Stored data:
*** Begin section ***

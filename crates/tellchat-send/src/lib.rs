//! Delivery of built chat messages to a running server.
//!
//! The core crate stays pure; everything that touches a live server goes
//! through the two small traits here. A [`Dispatcher`] hands one serialized
//! message to the runtime (in the reference setup, by issuing a `tellraw`
//! console command) and a [`Presence`] answers who is online. [`ChatSender`]
//! ties them together and converts every failure into a `false` return, so
//! no error crosses this boundary outward.

use std::fmt;

use tellchat::MessageBuilder;
use uuid::Uuid;

/// A player addressed either by name or by stable id.
#[derive(Debug, Clone, PartialEq, Eq, Hash)]
pub enum PlayerRef {
    Name(String),
    Id(Uuid),
}

impl PlayerRef {
    #[must_use]
    pub fn name(name: impl Into<String>) -> Self {
        Self::Name(name.into())
    }

    #[must_use]
    pub const fn id(id: Uuid) -> Self {
        Self::Id(id)
    }
}

impl fmt::Display for PlayerRef {
    fn fmt(&self, f: &mut fmt::Formatter<'_>) -> fmt::Result {
        match self {
            Self::Name(name) => f.write_str(name),
            Self::Id(id) => write!(f, "{id}"),
        }
    }
}

/// Hands one serialized message to the runtime for one target.
///
/// Implementations report plain success or failure. They do not retry, and
/// they do not let errors escape.
pub trait Dispatcher {
    fn dispatch(&self, target: &PlayerRef, json: &str) -> bool;
}

/// Answers presence questions against the server's player list.
pub trait Presence {
    /// Whether `target` is currently online.
    fn is_online(&self, target: &PlayerRef) -> bool;

    /// Everyone currently online, in whatever order the runtime keeps them.
    fn online_players(&self) -> Vec<PlayerRef>;
}

/// The console command line that delivers `json` to `target`.
#[must_use]
pub fn tellraw_command(target: &PlayerRef, json: &str) -> String {
    format!("tellraw {target} {json}")
}

/// Sends built messages to players, checking presence before dispatching.
#[derive(Debug)]
pub struct ChatSender<D, P> {
    dispatcher: D,
    presence: P,
}

impl<D: Dispatcher, P: Presence> ChatSender<D, P> {
    pub fn new(dispatcher: D, presence: P) -> Self {
        Self {
            dispatcher,
            presence,
        }
    }

    /// Serializes `message` and delivers it to `target` if they are online.
    ///
    /// Returns `false` for an offline target or a message that does not
    /// serialize; nothing is dispatched in either case.
    pub fn send_to(&self, target: &PlayerRef, message: &mut MessageBuilder) -> bool {
        if !self.presence.is_online(target) {
            log::debug!("not sending chat message: {target} is offline");
            return false;
        }
        let json = match message.to_json() {
            Ok(json) => json,
            Err(err) => {
                log::warn!("chat message for {target} failed to serialize: {err}");
                return false;
            }
        };
        let delivered = self.dispatcher.dispatch(target, json);
        if !delivered {
            log::warn!("chat dispatch to {target} failed");
        }
        delivered
    }

    /// Delivers `message` to every online player. Returns `true` only if
    /// every dispatch succeeded; an empty server counts as success.
    pub fn send_to_all(&self, message: &mut MessageBuilder) -> bool {
        let json = match message.to_json() {
            Ok(json) => json,
            Err(err) => {
                log::warn!("broadcast chat message failed to serialize: {err}");
                return false;
            }
        };
        let mut delivered_all = true;
        for player in self.presence.online_players() {
            if !self.dispatcher.dispatch(&player, json) {
                log::warn!("chat dispatch to {player} failed");
                delivered_all = false;
            }
        }
        delivered_all
    }
}

#[cfg(test)]
mod tests {
    use std::cell::RefCell;

    use super::*;

    struct Recorder {
        calls: RefCell<Vec<(PlayerRef, String)>>,
        fail_for: Option<PlayerRef>,
    }

    impl Recorder {
        fn new() -> Self {
            Self {
                calls: RefCell::new(Vec::new()),
                fail_for: None,
            }
        }

        fn failing_for(target: PlayerRef) -> Self {
            Self {
                calls: RefCell::new(Vec::new()),
                fail_for: Some(target),
            }
        }
    }

    impl Dispatcher for &Recorder {
        fn dispatch(&self, target: &PlayerRef, json: &str) -> bool {
            self.calls
                .borrow_mut()
                .push((target.clone(), json.to_owned()));
            self.fail_for.as_ref() != Some(target)
        }
    }

    struct Roster(Vec<PlayerRef>);

    impl Presence for &Roster {
        fn is_online(&self, target: &PlayerRef) -> bool {
            self.0.contains(target)
        }

        fn online_players(&self) -> Vec<PlayerRef> {
            self.0.clone()
        }
    }

    fn steve() -> PlayerRef {
        PlayerRef::name("Steve")
    }

    fn alex() -> PlayerRef {
        PlayerRef::name("Alex")
    }

    #[test]
    fn send_to_dispatches_serialized_json() {
        let recorder = Recorder::new();
        let roster = Roster(vec![steve()]);
        let sender = ChatSender::new(&recorder, &roster);
        let mut message = MessageBuilder::with_text("hi");

        assert!(sender.send_to(&steve(), &mut message));
        let calls = recorder.calls.borrow();
        assert_eq!(calls.len(), 1);
        assert_eq!(calls[0].0, steve());
        assert_eq!(calls[0].1, r#"{"text":"hi","color":"white"}"#);
    }

    #[test]
    fn offline_targets_are_not_dispatched() {
        let recorder = Recorder::new();
        let roster = Roster(Vec::new());
        let sender = ChatSender::new(&recorder, &roster);
        let mut message = MessageBuilder::with_text("hi");

        assert!(!sender.send_to(&steve(), &mut message));
        assert!(recorder.calls.borrow().is_empty());
    }

    #[test]
    fn unserializable_messages_never_reach_dispatch() {
        let recorder = Recorder::new();
        let roster = Roster(vec![steve()]);
        let sender = ChatSender::new(&recorder, &roster);
        let mut message = MessageBuilder::new();

        assert!(!sender.send_to(&steve(), &mut message));
        assert!(recorder.calls.borrow().is_empty());
    }

    #[test]
    fn failed_dispatch_reports_false() {
        let recorder = Recorder::failing_for(steve());
        let roster = Roster(vec![steve()]);
        let sender = ChatSender::new(&recorder, &roster);
        let mut message = MessageBuilder::with_text("hi");

        assert!(!sender.send_to(&steve(), &mut message));
        assert_eq!(recorder.calls.borrow().len(), 1);
    }

    #[test]
    fn broadcast_covers_every_online_player() {
        let recorder = Recorder::new();
        let roster = Roster(vec![steve(), alex()]);
        let sender = ChatSender::new(&recorder, &roster);
        let mut message = MessageBuilder::with_text("hi");

        assert!(sender.send_to_all(&mut message));
        let calls = recorder.calls.borrow();
        assert_eq!(calls.len(), 2);
        assert_eq!(calls[0].0, steve());
        assert_eq!(calls[1].0, alex());
    }

    #[test]
    fn broadcast_reports_partial_failure() {
        let recorder = Recorder::failing_for(alex());
        let roster = Roster(vec![steve(), alex()]);
        let sender = ChatSender::new(&recorder, &roster);
        let mut message = MessageBuilder::with_text("hi");

        assert!(!sender.send_to_all(&mut message));
        assert_eq!(recorder.calls.borrow().len(), 2);
    }

    #[test]
    fn broadcast_to_an_empty_server_is_vacuously_delivered() {
        let recorder = Recorder::new();
        let roster = Roster(Vec::new());
        let sender = ChatSender::new(&recorder, &roster);
        let mut message = MessageBuilder::with_text("hi");

        assert!(sender.send_to_all(&mut message));
        assert!(recorder.calls.borrow().is_empty());
    }

    #[test]
    fn command_lines_address_names_and_ids() {
        let json = r#"{"text":"hi","color":"white"}"#;
        assert_eq!(
            tellraw_command(&steve(), json),
            format!("tellraw Steve {json}")
        );

        let id = Uuid::from_u128(0x0011_2233_4455_6677_8899_aabb_ccdd_eeff);
        assert_eq!(
            tellraw_command(&PlayerRef::id(id), json),
            format!("tellraw 00112233-4455-6677-8899-aabbccddeeff {json}")
        );
    }
}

*** End section ***

> [EXERCISE]: Repeat exactly the lines of the records from the one containing "id = Uuid::from_u128(0x0011_2233_4455_6677_8899_aabb_ccdd_eeff);" to the last, and include no line outside that stretch.

> [COMPLETED EXERCISE]:
        let id = Uuid::from_u128(0x0011_2233_4455_6677_8899_aabb_ccdd_eeff);
        assert_eq!(
            tellraw_command(&PlayerRef::id(id), json),
            format!("tellraw 00112233-4455-6677-8899-aabbccddeeff {json}")
        );
    }
}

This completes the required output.